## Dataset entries
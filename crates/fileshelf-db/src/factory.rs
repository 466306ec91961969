//! Builds the configured store backends.

use std::sync::Arc;
use std::time::Duration;

use anyhow::{Context, Result};
use fileshelf_core::{Config, StoreBackend};
use sqlx::postgres::PgPoolOptions;
use sqlx::PgPool;

use crate::db::{
    FileRepository, JobStore, MemoryFileRepository, MemoryJobStore, MemorySessionStore,
    MemoryUserRepository, MetadataTree, PgFileRepository, PgJobStore, PgSessionStore,
    PgUserRepository, SessionStore, UserRepository,
};

/// Handles to every store, constructed once at startup and shared.
#[derive(Clone)]
pub struct Stores {
    pub users: Arc<dyn UserRepository>,
    pub files: Arc<dyn FileRepository>,
    pub sessions: Arc<dyn SessionStore>,
    pub jobs: Arc<dyn JobStore>,
}

impl Stores {
    pub fn in_memory(session_ttl: Duration) -> Self {
        Self {
            users: Arc::new(MemoryUserRepository::new()),
            files: Arc::new(MemoryFileRepository::new()),
            sessions: Arc::new(MemorySessionStore::new(session_ttl)),
            jobs: Arc::new(MemoryJobStore::new()),
        }
    }

    pub fn tree(&self) -> MetadataTree {
        MetadataTree::new(self.files.clone())
    }
}

/// Open a PostgreSQL pool and apply pending migrations.
pub async fn connect_pool(url: &str, config: &Config) -> Result<PgPool> {
    let pool = PgPoolOptions::new()
        .max_connections(config.db_max_connections)
        .acquire_timeout(Duration::from_secs(config.db_timeout_seconds))
        .connect(url)
        .await
        .context("Failed to connect to database")?;

    sqlx::migrate!("../../migrations")
        .run(&pool)
        .await
        .context("Failed to run database migrations")?;

    Ok(pool)
}

/// Connect every store according to `STORE_BACKEND`.
///
/// The metadata, session and queue endpoints may point at different
/// databases; identical URLs share one pool.
pub async fn connect_stores(config: &Config) -> Result<Stores> {
    let session_ttl = Duration::from_secs(config.session_ttl_seconds);

    match config.store_backend {
        StoreBackend::Memory => {
            tracing::warn!("Using in-memory stores; data is lost on restart");
            Ok(Stores::in_memory(session_ttl))
        }
        StoreBackend::Postgres => {
            let metadata_pool = connect_pool(&config.database_url, config).await?;

            let session_pool = if config.session_store_url == config.database_url {
                metadata_pool.clone()
            } else {
                connect_pool(&config.session_store_url, config).await?
            };

            let queue_pool = if config.queue_url == config.database_url {
                metadata_pool.clone()
            } else if config.queue_url == config.session_store_url {
                session_pool.clone()
            } else {
                connect_pool(&config.queue_url, config).await?
            };

            tracing::info!("Database connections established");

            Ok(Stores {
                users: Arc::new(PgUserRepository::new(metadata_pool.clone())),
                files: Arc::new(PgFileRepository::new(metadata_pool)),
                sessions: Arc::new(PgSessionStore::new(session_pool, session_ttl)),
                jobs: Arc::new(PgJobStore::new(queue_pool)),
            })
        }
    }
}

## EXERCISE BRIEF
Retrieve all lines from the data that contain the string "MemoryUserRepository".

## EXERCISE SOLUTION
    MemoryUserRepository, MetadataTree, PgFileRepository, PgJobStore, PgSessionStore,
            users: Arc::new(MemoryUserRepository::new()),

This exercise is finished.